My question lies in 'how' it acts, I'm imaging a current in one direction, being passed another current of opposite direction, but why doesn't it 'get stronger/reaches a emf to completely oppose the motion'?

Thank you

2. Jun 10, 2012

### tiny-tim

hi thisischris!
does this help? (from http://en.wikipedia.org/wiki/Hydraulic_analogy) …
A heavy paddle wheel placed in the current. The mass of the wheel and the size of the blades restrict the water's ability to rapidly change its rate of flow (current) through the wheel due to the effects of inertia, but, given time, a constant flowing stream will pass mostly unimpeded through the wheel, as it turns at the same speed as the water flow. The mass and surface area of the wheel and its blades are analogous to inductance, and friction between its axle and the axle bearings corresponds to the resistance that accompanies any non-superconducting inductor.​

3. Jun 10, 2012

### thisischris

So 'friction' acts as resistance which corresponds to a 'drop' in emf? Should I view this 'opposed' emf in the motor as a resistance to the larger current?
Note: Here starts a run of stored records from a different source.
//! Unix path operations

use crate::error::{Error, Result};
use crate::platform::traits::PathOps;
use std::path::PathBuf;

pub struct UnixPaths;

impl UnixPaths {
    pub fn new() -> Self {
        Self
    }
}

impl PathOps for UnixPaths {
    fn config_dir(&self) -> Result<PathBuf> {
        // XDG_CONFIG_HOME wins, then ~/.config
        if let Some(xdg_config) = std::env::var_os("XDG_CONFIG_HOME").filter(|v| !v.is_empty()) {
            Ok(PathBuf::from(xdg_config))
        } else if let Some(config_dir) = dirs::config_dir() {
            Ok(config_dir)
        } else if let Some(home) = dirs::home_dir() {
            Ok(home.join(".config"))
        } else {
            Err(Error::Io(std::io::Error::new(
                std::io::ErrorKind::NotFound,
                "Could not determine config directory",
            )))
        }
    }
}
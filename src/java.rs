//! Java runtime discovery
//!
//! Looks for a `java` executable on `PATH`, then under `JAVA_HOME`, and on
//! Windows finally picks the newest `jre*` installation below
//! `%ProgramFiles%\Java`.

use std::cmp::Ordering;
use std::path::{Path, PathBuf};

use crate::platform::Platform;

#[cfg(windows)]
const JAVA_BINARY: &str = "java.exe";
#[cfg(not(windows))]
const JAVA_BINARY: &str = "java";

/// Locate a Java executable, or `None` when nothing usable is installed
pub fn find_java_path() -> Option<PathBuf> {
    let filesystem = Platform::filesystem();

    match filesystem.find_command(JAVA_BINARY) {
        Ok(Some(path)) => return Some(path),
        Ok(None) => {}
        Err(e) => debug!("PATH lookup for {} failed: {}", JAVA_BINARY, e),
    }

    if let Some(home) = std::env::var_os("JAVA_HOME").filter(|v| !v.is_empty()) {
        let candidate = Path::new(&home).join("bin").join(JAVA_BINARY);
        if filesystem.is_executable(&candidate) {
            return Some(candidate);
        }
    }

    #[cfg(windows)]
    if let Some(program_files) = std::env::var_os("ProgramFiles") {
        return newest_jre(&Path::new(&program_files).join("Java"));
    }

    None
}

/// Newest `jre*` directory under `java_root` holding `bin/java`
pub fn newest_jre(java_root: &Path) -> Option<PathBuf> {
    let entries = std::fs::read_dir(java_root).ok()?;

    entries
        .filter_map(|entry| entry.ok())
        .filter_map(|entry| {
            let name = entry.file_name().to_string_lossy().to_string();
            let version = parse_jre_version(&name)?;
            let binary = entry.path().join("bin").join(JAVA_BINARY);
            binary.is_file().then_some((version, binary))
        })
        .max_by(|(a, _), (b, _)| compare_versions(a, b))
        .map(|(_, binary)| binary)
}

/// Version components of a `jre` directory name
///
/// `jre1.8.0_151` yields `[1, 8, 0, 151]`; a bare `jre7` yields `[7]`.
pub fn parse_jre_version(dir_name: &str) -> Option<Vec<u32>> {
    let rest = dir_name.strip_prefix("jre")?;
    let rest = rest.strip_prefix('-').unwrap_or(rest);
    if rest.is_empty() {
        return Some(Vec::new());
    }

    rest.split(['.', '_'])
        .map(|part| part.parse::<u32>().ok())
        .collect()
}

fn compare_versions(a: &[u32], b: &[u32]) -> Ordering {
    let len = a.len().max(b.len());
    (0..len)
        .map(|i| {
            let x = a.get(i).copied().unwrap_or(0);
            let y = b.get(i).copied().unwrap_or(0);
            x.cmp(&y)
        })
        .find(|ord| *ord != Ordering::Equal)
        .unwrap_or(Ordering::Equal)
}
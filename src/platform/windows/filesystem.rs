//! Windows filesystem operations

use crate::error::Result;
use crate::platform::traits::FilesystemOps;
use std::env;
use std::path::{Path, PathBuf};

const EXECUTABLE_EXTENSIONS: [&str; 4] = ["exe", "bat", "cmd", "com"];

pub struct WindowsFilesystem;

impl WindowsFilesystem {
    pub fn new() -> Self {
        Self
    }
}

impl FilesystemOps for WindowsFilesystem {
    fn is_executable(&self, path: &Path) -> bool {
        path.is_file()
            && path
                .extension()
                .and_then(|e| e.to_str())
                .map(|ext| EXECUTABLE_EXTENSIONS.contains(&ext.to_lowercase().as_str()))
                .unwrap_or(false)
    }

    fn find_command(&self, command: &str) -> Result<Option<PathBuf>> {
        let Some(path_env) = env::var_os("PATH") else {
            return Ok(None);
        };

        let has_extension = Path::new(command).extension().is_some();
        for dir in env::split_paths(&path_env) {
            if has_extension {
                let full_path = dir.join(command);
                if self.is_executable(&full_path) {
                    return Ok(Some(full_path));
                }
                continue;
            }
            for ext in EXECUTABLE_EXTENSIONS {
                let full_path = dir.join(format!("{}.{}", command, ext));
                if self.is_executable(&full_path) {
                    return Ok(Some(full_path));
                }
            }
        }

        Ok(None)
    }
}
//! Platform-specific operation traits
//!
//! These traits define the interface for platform-specific operations,
//! allowing for clean abstraction and easier testing.

use crate::error::Result;
use crate::models::ProcessPriority;
use std::path::PathBuf;

/// Errors raised while changing a process's scheduling priority
#[derive(Debug, thiserror::Error)]
pub enum PriorityError {
    #[error("cannot open process {pid}: {source}")]
    OpenFailed {
        pid: u32,
        #[source]
        source: std::io::Error,
    },

    #[error("cannot set priority of process {pid}: {source}")]
    SetFailed {
        pid: u32,
        #[source]
        source: std::io::Error,
    },
}

impl PriorityError {
    pub fn pid(&self) -> u32 {
        match self {
            PriorityError::OpenFailed { pid, .. } | PriorityError::SetFailed { pid, .. } => *pid,
        }
    }
}

impl From<PriorityError> for crate::error::Error {
    fn from(err: PriorityError) -> Self {
        crate::error::Error::PriorityChangeFailed {
            pid: err.pid(),
            reason: err.to_string(),
        }
    }
}

/// Platform-specific process priority operations
pub trait PriorityOps: Send + Sync {
    /// Apply `priority` to the running process `pid`
    fn set_priority(&self, pid: u32, priority: ProcessPriority) -> std::result::Result<(), PriorityError>;
}

/// Platform-specific filesystem operations
pub trait FilesystemOps: Send + Sync {
    /// Check if a file is executable
    fn is_executable(&self, path: &std::path::Path) -> bool;

    /// Find a command in PATH
    fn find_command(&self, command: &str) -> Result<Option<PathBuf>>;
}

/// Platform-specific path operations
pub trait PathOps: Send + Sync {
    /// Get configuration directory
    fn config_dir(&self) -> Result<PathBuf>;
}
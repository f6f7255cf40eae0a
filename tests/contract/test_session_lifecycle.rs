//! Contract Tests for Session Lifecycle
//!
//! These tests drive the session driver directly with lines, exit
//! notifications and kills, and check the status transitions, player
//! tracking and the exact order of published events.

#[path = "../test_utils/mod.rs"]
mod test_utils;

use mcstarter::supervisor::{OutputStream, ServerEventBus, SessionDriver};
use mcstarter::{ServerConfiguration, ServerEvent, ServerStatus};
use test_utils::{describe, without_notices, SCENARIO_LINES};

fn new_driver() -> (SessionDriver, mcstarter::ServerEventSubscription) {
    let bus = ServerEventBus::new(256);
    let events = bus.subscribe();
    (SessionDriver::new(bus), events)
}

fn config() -> ServerConfiguration {
    ServerConfiguration::new("java", "/srv/mc/server.jar")
}

#[test]
fn test_end_to_end_event_sequence() {
    let (driver, mut events) = new_driver();
    let generation = driver.begin(&config(), None).unwrap();

    for line in SCENARIO_LINES {
        driver.process_line(generation, OutputStream::Stdout, line);
    }

    let observed: Vec<String> = without_notices(events.drain()).iter().map(describe).collect();
    assert_eq!(
        observed,
        vec![
            "status:opening".to_string(),
            "message:info:Starting".to_string(),
            "status:open".to_string(),
            "message:info:Done (5.2s)! For help, type \"help\"".to_string(),
            "joined:Steve".to_string(),
            "message:info:Steve[/127.0.0.1:52314] logged in with entity id 42".to_string(),
            "left:Steve".to_string(),
            "message:info:Steve lost connection: disconnect".to_string(),
        ]
    );
    assert!(driver.online_players().is_empty());
    assert_eq!(driver.status(), ServerStatus::Open);
}

#[test]
fn test_notices_accompany_opening_and_closing() {
    let (driver, mut events) = new_driver();
    let generation = driver.begin(&config(), None).unwrap();
    driver.process_exited(generation);

    let observed: Vec<String> = events.drain().iter().map(describe).collect();
    assert_eq!(
        observed,
        vec![
            "notice:Initializing server...",
            "status:opening",
            "notice:The server has closed",
            "status:closed",
        ]
    );
}

#[test]
fn test_start_while_running_is_noop() {
    let (driver, mut events) = new_driver();
    let generation = driver.begin(&config(), Some(1)).unwrap();
    events.drain();

    assert!(driver.begin(&config(), Some(2)).is_none());
    driver.process_line(generation, OutputStream::Stdout, SCENARIO_LINES[1]);
    assert!(driver.begin(&config(), Some(3)).is_none());

    assert_eq!(driver.generation(), generation);
    assert!(!events
        .drain()
        .contains(&ServerEvent::StatusChanged(ServerStatus::Opening)));
}

#[test]
fn test_kill_from_every_state_clears_players() {
    for target in [ServerStatus::Opening, ServerStatus::Open, ServerStatus::Closing] {
        let (driver, mut events) = new_driver();
        let generation = driver.begin(&config(), None).unwrap();
        if target != ServerStatus::Opening {
            driver.process_line(generation, OutputStream::Stdout, SCENARIO_LINES[1]);
            driver.process_line(generation, OutputStream::Stdout, SCENARIO_LINES[2]);
            assert_eq!(driver.online_players(), vec!["Steve".to_string()]);
        }
        if target == ServerStatus::Closing {
            assert!(driver.request_stop());
        }
        assert_eq!(driver.status(), target);
        events.drain();

        assert!(driver.force_close());
        assert_eq!(driver.status(), ServerStatus::Closed);
        assert!(driver.online_players().is_empty());
        assert_eq!(
            without_notices(events.drain()),
            vec![ServerEvent::StatusChanged(ServerStatus::Closed)]
        );

        // The killed process's exit arrives late and is ignored
        assert!(!driver.process_exited(generation));
        assert!(events.drain().is_empty());
    }
}

#[test]
fn test_lines_after_close_are_dropped() {
    let (driver, mut events) = new_driver();
    let generation = driver.begin(&config(), None).unwrap();
    driver.process_exited(generation);
    events.drain();

    driver.process_line(generation, OutputStream::Stderr, SCENARIO_LINES[0]);
    assert!(events.drain().is_empty());
}

#[test]
fn test_restart_gets_fresh_session() {
    let (driver, _events) = new_driver();
    let first = driver.begin(&config(), None).unwrap();
    driver.process_line(first, OutputStream::Stdout, SCENARIO_LINES[1]);
    driver.process_line(first, OutputStream::Stdout, SCENARIO_LINES[2]);
    driver.process_exited(first);

    let second = driver.begin(&config(), None).unwrap();
    assert!(second > first);
    assert_eq!(driver.status(), ServerStatus::Opening);
    assert!(driver.online_players().is_empty());
}

#[test]
fn test_ready_only_once() {
    let (driver, mut events) = new_driver();
    let generation = driver.begin(&config(), None).unwrap();
    driver.process_line(generation, OutputStream::Stdout, SCENARIO_LINES[1]);
    driver.process_line(generation, OutputStream::Stdout, SCENARIO_LINES[1]);

    let opens = events
        .drain()
        .into_iter()
        .filter(|e| *e == ServerEvent::StatusChanged(ServerStatus::Open))
        .count();
    assert_eq!(opens, 1);
}

#[test]
fn test_stop_only_from_open() {
    let (driver, mut events) = new_driver();
    assert!(!driver.request_stop());

    let generation = driver.begin(&config(), None).unwrap();
    assert!(!driver.request_stop());
    assert_eq!(driver.status(), ServerStatus::Opening);

    driver.process_line(generation, OutputStream::Stdout, SCENARIO_LINES[1]);
    events.drain();
    assert!(driver.request_stop());
    assert_eq!(
        events.drain(),
        vec![ServerEvent::StatusChanged(ServerStatus::Closing)]
    );
}

#[test]
fn test_command_block_suppression_follows_config() {
    let mut echoing = config();
    echoing.ignore_command_blocks = false;

    let (driver, mut events) = new_driver();
    let generation = driver.begin(&echoing, None).unwrap();
    driver.process_line(generation, OutputStream::Stdout, SCENARIO_LINES[1]);
    events.drain();

    driver.process_line(
        generation,
        OutputStream::Stdout,
        "[10:05:00] [INFO]: [Builder] Set the time to 0",
    );
    let observed = events.drain();
    assert_eq!(observed.len(), 1);
    assert!(matches!(&observed[0], ServerEvent::Message(m) if m.text == "[Builder] Set the time to 0"));
}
I still don't quite understand why the induced emf does not keep building to completely oppose the motion however?

Thank you.

4. Jun 11, 2012

### sophiecentaur

Friction is another issue. The (inductive) reaction against a change in current doesn't involve any loss of energy.
It is impossible to discuss, meaningfully, the totally 'ideal' situation, in which a voltage source of no resistance is connected to an inductor of no resistance because no current could pass. This is because the rate of current change would be such as to produce a back emf equal to the supply voltage.
In reality, there is a limit to the conductance of a circuit so the current is limited by the resistance and the 'back' emf is never quite equal to the supply voltage so some current will always flow, eventually reaching a value of V/R, where R is the circuit resistance.
So your confusion is quite justified, I think.